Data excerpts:
- Opening Delimiter -

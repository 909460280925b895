//! Owned, ordered collection of expenses.

use std::collections::HashSet;

use crate::core::balance::{summarize, Summary};
use crate::domain::{Expense, ExpenseDraft, ExpenseId};
use crate::storage::ExpensePersistence;

/// Single source of truth for the expense list, newest first.
///
/// Every successful mutation mirrors the full list into the attached
/// persistence adapter. Write failures are logged by the adapter and the
/// in-memory state stays authoritative.
pub struct ExpenseStore {
    expenses: Vec<Expense>,
    persistence: Option<ExpensePersistence>,
    revision: u64,
}

impl ExpenseStore {
    /// Store without persistence.
    pub fn in_memory() -> Self {
        Self::from_expenses(Vec::new())
    }

    pub fn from_expenses(expenses: Vec<Expense>) -> Self {
        Self {
            expenses: dedupe_ids(expenses),
            persistence: None,
            revision: 0,
        }
    }

    /// Loads the persisted list and keeps mirroring changes into it.
    pub fn hydrate(persistence: ExpensePersistence) -> Self {
        let expenses = persistence.load();
        tracing::info!(count = expenses.len(), "expense store hydrated");
        Self {
            expenses: dedupe_ids(expenses),
            persistence: Some(persistence),
            revision: 0,
        }
    }

    /// Records a new expense under a freshly minted id and returns it.
    pub fn add(&mut self, draft: ExpenseDraft) -> Expense {
        let mut id = ExpenseId::mint();
        while self.contains(&id) {
            id = ExpenseId::mint();
        }
        let expense = Expense::from_draft(id, draft);
        self.expenses.insert(0, expense.clone());
        tracing::info!(id = %expense.id, amount = %expense.amount, "expense added");
        self.changed();
        expense
    }

    /// Replaces the record with the same id. Unknown ids are ignored; the
    /// return value reports whether anything was replaced.
    pub fn update(&mut self, expense: Expense) -> bool {
        let Some(slot) = self.expenses.iter_mut().find(|e| e.id == expense.id) else {
            tracing::debug!(id = %expense.id, "update ignored: no such expense");
            return false;
        };
        *slot = expense;
        tracing::info!(id = %slot.id, "expense updated");
        self.changed();
        true
    }

    /// Deletes the record with `id` if present.
    pub fn remove(&mut self, id: &ExpenseId) -> Option<Expense> {
        let index = self.expenses.iter().position(|e| &e.id == id)?;
        let removed = self.expenses.remove(index);
        tracing::info!(id = %removed.id, "expense removed");
        self.changed();
        Some(removed)
    }

    /// Current snapshot, newest first.
    pub fn all(&self) -> &[Expense] {
        &self.expenses
    }

    pub fn get(&self, id: &ExpenseId) -> Option<&Expense> {
        self.expenses.iter().find(|e| &e.id == id)
    }

    pub fn contains(&self, id: &ExpenseId) -> bool {
        self.get(id).is_some()
    }

    pub fn len(&self) -> usize {
        self.expenses.len()
    }

    pub fn is_empty(&self) -> bool {
        self.expenses.is_empty()
    }

    /// Bumped by every successful mutation; lets observers detect change.
    pub fn revision(&self) -> u64 {
        self.revision
    }

    pub fn summary(&self) -> Summary {
        summarize(&self.expenses)
    }

    fn changed(&mut self) {
        self.revision += 1;
        if let Some(persistence) = &self.persistence {
            persistence.save(&self.expenses);
        }
    }
}

fn dedupe_ids(expenses: Vec<Expense>) -> Vec<Expense> {
    let mut seen = HashSet::new();
    let before = expenses.len();
    let unique: Vec<Expense> = expenses
        .into_iter()
        .filter(|e| seen.insert(e.id.clone()))
        .collect();
    if unique.len() != before {
        tracing::warn!(
            dropped = before - unique.len(),
            "dropped expenses with duplicate ids"
        );
    }
    unique
}

#[cfg(test)]
mod tests {
    use super::*;
    use crate::domain::{Category, Party, SplitMethod};
    use crate::storage::{KeyValueStore, MemoryStore, EXPENSES_KEY};
    use chrono::NaiveDate;

    fn draft(description: &str, amount: &str) -> ExpenseDraft {
        ExpenseDraft {
            description: description.into(),
            amount: amount.parse().unwrap(),
            date: NaiveDate::from_ymd_opt(2024, 4, 1).unwrap(),
            category: Category::new("Groceries"),
            paid_by: Party::Me,
            split_method: SplitMethod::Equally,
        }
    }

    #[test]
    fn add_prepends_and_mints_unique_ids() {
        let mut store = ExpenseStore::in_memory();
        let first = store.add(draft("Milk", "3.20"));
        let second = store.add(draft("Bread", "2.10"));
        assert_ne!(first.id, second.id);
        assert_eq!(store.all()[0].id, second.id);
        assert_eq!(store.all()[1].id, first.id);
        assert_eq!(store.revision(), 2);
    }

    #[test]
    fn update_replaces_in_place() {
        let mut store = ExpenseStore::in_memory();
        let older = store.add(draft("Milk", "3.20"));
        let newer = store.add(draft("Bread", "2.10"));

        let mut edited = older.clone();
        edited.description = "Oat milk".into();
        assert!(store.update(edited));
        assert_eq!(store.all()[0].id, newer.id);
        assert_eq!(store.all()[1].description, "Oat milk");
    }

    #[test]
    fn update_with_unknown_id_changes_nothing() {
        let mut store = ExpenseStore::in_memory();
        store.add(draft("Milk", "3.20"));
        let before = store.all().to_vec();
        let revision = store.revision();

        let stranger = Expense::from_draft(ExpenseId::from("missing"), draft("Ghost", "1"));
        assert!(!store.update(stranger));
        assert_eq!(store.all(), before.as_slice());
        assert_eq!(store.revision(), revision);
    }

    #[test]
    fn remove_twice_is_idempotent() {
        let mut store = ExpenseStore::in_memory();
        let expense = store.add(draft("Milk", "3.20"));
        assert!(store.remove(&expense.id).is_some());
        assert!(store.remove(&expense.id).is_none());
        assert!(store.is_empty());
    }

    #[test]
    fn mutations_are_mirrored_to_persistence() {
        let backend = MemoryStore::new();
        let mut store = ExpenseStore::hydrate(ExpensePersistence::new(Box::new(backend.clone())));
        let expense = store.add(draft("Milk", "3.20"));

        let raw = backend.get(EXPENSES_KEY).unwrap().expect("blob written");
        assert!(raw.contains(expense.id.as_str()));

        store.remove(&expense.id);
        let raw = backend.get(EXPENSES_KEY).unwrap().unwrap();
        let stored: Vec<Expense> = serde_json::from_str(&raw).unwrap();
        assert!(stored.is_empty());
    }

    #[test]
    fn hydrate_drops_duplicate_ids() {
        let first = Expense::from_draft(ExpenseId::from("dup"), draft("Milk", "3.20"));
        let second = Expense::from_draft(ExpenseId::from("dup"), draft("Bread", "2.10"));
        let store = ExpenseStore::from_expenses(vec![first, second]);
        assert_eq!(store.len(), 1);
        assert_eq!(store.all()[0].description, "Milk");
    }
}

- Closing Delimiter -

▸ **TASK GOAL**
Filter the records above down to the lines containing "first".

▸ **EXERCISE RESPONSE**
/// Single source of truth for the expense list, newest first.
    /// Current snapshot, newest first.
        let first = store.add(draft("Milk", "3.20"));
        assert_ne!(first.id, second.id);
        assert_eq!(store.all()[1].id, first.id);
        let first = Expense::from_draft(ExpenseId::from("dup"), draft("Milk", "3.20"));
        let store = ExpenseStore::from_expenses(vec![first, second]);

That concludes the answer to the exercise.